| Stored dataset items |
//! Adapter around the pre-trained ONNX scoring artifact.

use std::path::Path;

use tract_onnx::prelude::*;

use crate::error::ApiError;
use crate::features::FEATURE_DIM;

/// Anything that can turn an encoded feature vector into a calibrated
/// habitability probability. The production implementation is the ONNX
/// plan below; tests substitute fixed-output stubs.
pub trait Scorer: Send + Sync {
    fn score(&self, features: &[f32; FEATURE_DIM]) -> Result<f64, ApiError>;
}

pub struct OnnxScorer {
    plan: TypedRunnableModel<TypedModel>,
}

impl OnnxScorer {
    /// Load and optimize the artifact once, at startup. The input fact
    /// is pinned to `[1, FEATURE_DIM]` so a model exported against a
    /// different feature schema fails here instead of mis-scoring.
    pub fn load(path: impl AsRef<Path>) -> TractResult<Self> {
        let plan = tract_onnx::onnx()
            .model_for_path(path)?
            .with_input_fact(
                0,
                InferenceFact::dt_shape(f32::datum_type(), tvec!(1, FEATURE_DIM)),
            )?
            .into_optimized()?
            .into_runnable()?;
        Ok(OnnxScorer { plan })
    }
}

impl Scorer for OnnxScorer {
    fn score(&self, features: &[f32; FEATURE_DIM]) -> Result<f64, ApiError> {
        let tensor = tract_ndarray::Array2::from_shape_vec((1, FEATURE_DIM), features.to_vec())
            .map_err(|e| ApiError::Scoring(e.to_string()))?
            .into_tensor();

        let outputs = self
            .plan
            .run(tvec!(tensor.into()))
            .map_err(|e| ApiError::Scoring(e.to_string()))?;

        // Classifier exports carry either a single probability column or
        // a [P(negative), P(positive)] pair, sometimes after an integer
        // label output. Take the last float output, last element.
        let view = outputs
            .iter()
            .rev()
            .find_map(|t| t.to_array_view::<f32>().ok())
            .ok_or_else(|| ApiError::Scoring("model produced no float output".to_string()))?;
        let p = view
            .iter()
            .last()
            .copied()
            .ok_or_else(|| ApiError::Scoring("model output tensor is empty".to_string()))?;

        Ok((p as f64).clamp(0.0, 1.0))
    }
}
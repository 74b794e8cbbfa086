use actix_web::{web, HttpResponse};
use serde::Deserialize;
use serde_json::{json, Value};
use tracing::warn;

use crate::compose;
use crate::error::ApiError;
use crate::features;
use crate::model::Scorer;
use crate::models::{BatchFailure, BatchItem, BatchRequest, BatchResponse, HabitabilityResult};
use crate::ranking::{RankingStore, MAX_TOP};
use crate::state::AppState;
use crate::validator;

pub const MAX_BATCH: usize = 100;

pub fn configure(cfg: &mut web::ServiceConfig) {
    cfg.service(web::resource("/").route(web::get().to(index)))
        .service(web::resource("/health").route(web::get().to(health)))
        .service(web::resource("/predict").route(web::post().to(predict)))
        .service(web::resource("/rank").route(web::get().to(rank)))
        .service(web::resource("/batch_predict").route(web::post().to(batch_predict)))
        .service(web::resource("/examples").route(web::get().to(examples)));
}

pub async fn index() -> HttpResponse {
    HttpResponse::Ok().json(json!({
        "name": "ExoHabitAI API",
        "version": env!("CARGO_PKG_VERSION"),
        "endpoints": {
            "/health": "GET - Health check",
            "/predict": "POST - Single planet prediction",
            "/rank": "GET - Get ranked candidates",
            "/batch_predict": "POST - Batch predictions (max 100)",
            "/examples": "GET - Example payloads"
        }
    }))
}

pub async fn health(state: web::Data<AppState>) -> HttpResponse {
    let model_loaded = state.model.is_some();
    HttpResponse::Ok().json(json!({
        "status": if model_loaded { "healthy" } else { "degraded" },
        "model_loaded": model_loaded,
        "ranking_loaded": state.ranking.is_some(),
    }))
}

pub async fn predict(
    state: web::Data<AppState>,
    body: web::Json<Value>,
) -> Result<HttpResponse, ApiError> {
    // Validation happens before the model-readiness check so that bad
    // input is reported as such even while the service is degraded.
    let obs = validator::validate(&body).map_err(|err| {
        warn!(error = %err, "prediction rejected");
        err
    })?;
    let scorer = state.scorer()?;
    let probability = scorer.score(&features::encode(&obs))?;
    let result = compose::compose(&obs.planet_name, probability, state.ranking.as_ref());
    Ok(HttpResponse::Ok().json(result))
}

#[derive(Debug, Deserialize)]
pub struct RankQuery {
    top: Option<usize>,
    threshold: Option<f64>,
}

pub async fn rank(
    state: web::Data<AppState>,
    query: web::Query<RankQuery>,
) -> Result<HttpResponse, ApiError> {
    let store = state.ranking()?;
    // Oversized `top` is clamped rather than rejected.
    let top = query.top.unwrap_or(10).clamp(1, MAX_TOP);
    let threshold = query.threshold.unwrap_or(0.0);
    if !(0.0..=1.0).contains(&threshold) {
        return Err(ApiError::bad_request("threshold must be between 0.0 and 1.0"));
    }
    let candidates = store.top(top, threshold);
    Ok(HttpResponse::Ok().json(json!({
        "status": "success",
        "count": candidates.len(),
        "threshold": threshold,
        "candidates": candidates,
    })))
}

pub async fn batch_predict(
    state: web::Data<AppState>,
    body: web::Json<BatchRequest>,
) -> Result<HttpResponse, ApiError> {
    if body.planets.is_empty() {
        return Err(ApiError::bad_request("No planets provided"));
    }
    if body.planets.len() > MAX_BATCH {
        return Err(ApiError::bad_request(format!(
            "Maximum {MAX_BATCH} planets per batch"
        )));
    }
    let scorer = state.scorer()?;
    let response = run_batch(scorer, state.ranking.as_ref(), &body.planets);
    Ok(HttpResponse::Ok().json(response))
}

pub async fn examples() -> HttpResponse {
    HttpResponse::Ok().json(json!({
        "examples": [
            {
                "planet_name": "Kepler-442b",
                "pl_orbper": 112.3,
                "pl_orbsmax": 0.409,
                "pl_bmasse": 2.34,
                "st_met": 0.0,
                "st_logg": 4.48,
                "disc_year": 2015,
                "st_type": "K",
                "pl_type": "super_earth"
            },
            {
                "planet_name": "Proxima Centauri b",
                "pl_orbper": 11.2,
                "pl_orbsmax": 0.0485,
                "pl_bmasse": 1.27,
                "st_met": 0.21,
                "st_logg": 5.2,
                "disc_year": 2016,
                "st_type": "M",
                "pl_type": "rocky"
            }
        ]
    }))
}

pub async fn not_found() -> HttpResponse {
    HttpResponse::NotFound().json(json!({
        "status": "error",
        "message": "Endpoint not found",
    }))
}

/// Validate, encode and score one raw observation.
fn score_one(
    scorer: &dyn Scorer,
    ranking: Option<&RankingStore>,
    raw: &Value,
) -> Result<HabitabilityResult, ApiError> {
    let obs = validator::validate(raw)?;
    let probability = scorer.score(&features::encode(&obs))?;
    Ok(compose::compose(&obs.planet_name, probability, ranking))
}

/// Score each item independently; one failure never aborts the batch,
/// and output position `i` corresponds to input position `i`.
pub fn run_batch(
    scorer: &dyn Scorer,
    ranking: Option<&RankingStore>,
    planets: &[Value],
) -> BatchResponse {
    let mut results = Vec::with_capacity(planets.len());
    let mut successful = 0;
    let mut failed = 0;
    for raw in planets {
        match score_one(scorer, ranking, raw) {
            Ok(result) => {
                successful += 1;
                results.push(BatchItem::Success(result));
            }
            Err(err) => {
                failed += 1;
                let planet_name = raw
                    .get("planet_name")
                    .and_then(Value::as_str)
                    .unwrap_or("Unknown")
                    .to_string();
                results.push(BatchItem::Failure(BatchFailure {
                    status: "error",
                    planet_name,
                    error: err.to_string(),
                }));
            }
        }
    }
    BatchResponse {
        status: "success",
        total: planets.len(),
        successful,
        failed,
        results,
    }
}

| What you are asked to do |
Up to and including the line with "substitute fixed-output stubs.", print every line of the records from the start.

| Answer to this problem |
//! Adapter around the pre-trained ONNX scoring artifact.

use std::path::Path;

use tract_onnx::prelude::*;

use crate::error::ApiError;
use crate::features::FEATURE_DIM;

/// Anything that can turn an encoded feature vector into a calibrated
/// habitability probability. The production implementation is the ONNX
/// plan below; tests substitute fixed-output stubs.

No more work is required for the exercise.